For each line of the data that includes the word "AddWorkspace", copy the line.

[Dataset excerpts]
━━━━━━━━

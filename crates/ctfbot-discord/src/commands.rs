// Slash command definitions

use std::fmt;
use std::str::FromStr;

use crate::model::{option_type, ApplicationCommand, CommandOptionDefinition, GUILD_CATEGORY};

/// Commands the bot answers
#[derive(Debug, Clone, Copy, PartialEq, Eq, Hash)]
pub enum CommandName {
    EventInfo,
    Upcoming,
    AddWorkspace,
    DeleteWorkspace,
}

impl CommandName {
    pub fn as_str(&self) -> &'static str {
        match self {
            CommandName::EventInfo => "ctfinfo",
            CommandName::Upcoming => "upcoming",
            CommandName::AddWorkspace => "addctfchannels",
            CommandName::DeleteWorkspace => "delctfcategory",
        }
    }
}

impl fmt::Display for CommandName {
    fn fmt(&self, f: &mut fmt::Formatter<'_>) -> fmt::Result {
        f.write_str(self.as_str())
    }
}

impl FromStr for CommandName {
    type Err = String;

    fn from_str(s: &str) -> Result<Self, Self::Err> {
        match s {
            "ctfinfo" => Ok(CommandName::EventInfo),
            "upcoming" => Ok(CommandName::Upcoming),
            "addctfchannels" => Ok(CommandName::AddWorkspace),
            "delctfcategory" => Ok(CommandName::DeleteWorkspace),
            other => Err(format!("unknown command '{}'", other)),
        }
    }
}

fn option(kind: u8, name: &str, description: &str) -> CommandOptionDefinition {
    CommandOptionDefinition {
        kind,
        name: name.to_string(),
        description: description.to_string(),
        required: true,
        channel_types: Vec::new(),
    }
}

/// Definitions to register with Discord
///
/// `delctfcategory` is only included when teardown is enabled.
pub fn command_definitions(teardown_enabled: bool) -> Vec<ApplicationCommand> {
    let mut commands = vec![
        ApplicationCommand {
            name: CommandName::EventInfo.to_string(),
            description: "Get more information about a CTF event".to_string(),
            options: vec![option(
                option_type::NUMBER,
                "eventid",
                "the event id of the ctf on ctftime",
            )],
        },
        ApplicationCommand {
            name: CommandName::Upcoming.to_string(),
            description: "Get the next 7 days of CTF events".to_string(),
            options: Vec::new(),
        },
        ApplicationCommand {
            name: CommandName::AddWorkspace.to_string(),
            description: "add ctf category channel by name".to_string(),
            options: vec![
                option(option_type::STRING, "ctf_name", "the name of the ctf"),
                option(
                    option_type::BOOLEAN,
                    "headers",
                    "if you need first message of the channel to be a header from the bot with disclaimers",
                ),
                option(
                    option_type::BOOLEAN,
                    "announce",
                    "announce the new category in the announcements channel",
                ),
            ],
        },
    ];

    if teardown_enabled {
        let mut category = option(option_type::CHANNEL, "category", "the ctf category to delete");
        category.channel_types = vec![GUILD_CATEGORY];
        commands.push(ApplicationCommand {
            name: CommandName::DeleteWorkspace.to_string(),
            description: "del ctf category channels by name".to_string(),
            options: vec![category],
        });
    }

    commands
}

#[cfg(test)]
mod tests {
    use super::*;

    #[test]
    fn test_names_round_trip() {
        for name in [
            CommandName::EventInfo,
            CommandName::Upcoming,
            CommandName::AddWorkspace,
            CommandName::DeleteWorkspace,
        ] {
            assert_eq!(name.as_str().parse::<CommandName>(), Ok(name));
        }
        assert!("ping".parse::<CommandName>().is_err());
    }

    #[test]
    fn test_teardown_command_is_gated() {
        let names: Vec<String> = command_definitions(false)
            .into_iter()
            .map(|c| c.name)
            .collect();
        assert_eq!(names, vec!["ctfinfo", "upcoming", "addctfchannels"]);

        let with_teardown = command_definitions(true);
        assert_eq!(with_teardown.len(), 4);
        let del = &with_teardown[3];
        assert_eq!(del.name, "delctfcategory");
        assert_eq!(del.options[0].channel_types, vec![GUILD_CATEGORY]);
    }

    #[test]
    fn test_add_workspace_options_are_required() {
        let commands = command_definitions(false);
        let add = commands.iter().find(|c| c.name == "addctfchannels").unwrap();
        let kinds: Vec<(String, u8, bool)> = add
            .options
            .iter()
            .map(|o| (o.name.clone(), o.kind, o.required))
            .collect();
        assert_eq!(
            kinds,
            vec![
                ("ctf_name".to_string(), option_type::STRING, true),
                ("headers".to_string(), option_type::BOOLEAN, true),
                ("announce".to_string(), option_type::BOOLEAN, true),
            ]
        );
    }
}
// CTF Workspace Core
//
// This crate holds the platform-agnostic part of the bot:
// - Catalog records and the event formatter (read path)
// - The authorization guard, provisioner, validator and teardown (workflow path)
//
// Key design decisions:
// - Platform and catalog access go through traits (ChatPlatform, EventCatalog)
// - Authorization is an AuthorizationPolicy passed in at call time
// - Multi-step remote workflows run through a StepLedger that reports what
//   completed and what was never attempted; nothing is rolled back
// - Seeding addresses channels by the role tag attached at creation

pub mod auth;
pub mod error;
pub mod event;
pub mod format;
pub mod ids;
pub mod provision;
pub mod seed;
pub mod service;
pub mod step;
pub mod teardown;
pub mod traits;
pub mod validate;
pub mod workspace;

// In-memory implementations for tests and dry runs
pub mod memory;

// Re-exports for convenience
pub use auth::{authorize, ensure_authorized, Actor, AuthorizationPolicy, SingleOperatorPolicy};
pub use error::{BotError, Result};
pub use event::{normalize_event_id, EventRecord};
pub use format::{
    format_event, parse_event_timestamp, EventSummary, TimestampStyle, EVENT_TIMESTAMP_FORMAT,
};
pub use ids::Snowflake;
pub use provision::{
    plan_provisioning, ProvisionSettings, ProvisionedWorkspace, WorkspaceProvisioner,
};
pub use service::WorkspaceService;
pub use step::{StepLedger, StepReport, StepStatus, WorkflowStep};
pub use teardown::{TeardownOutcome, WorkspaceTeardown};
pub use traits::{ChatPlatform, EventCatalog};
pub use validate::{
    is_ctf_workspace, validate_for_teardown, TeardownCandidate, Validation, WorkspaceLifecycle,
};
pub use workspace::{
    ChannelGroup, ChannelRole, GroupChannel, GuildContext, Permission, PermissionOverride,
    ProvisionOptions, WorkspaceSpec,
};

━━━━━━━━

• _EXERCISE RESPONSE_
    AddWorkspace,
            CommandName::AddWorkspace => "addctfchannels",
            "addctfchannels" => Ok(CommandName::AddWorkspace),
            name: CommandName::AddWorkspace.to_string(),
            CommandName::AddWorkspace,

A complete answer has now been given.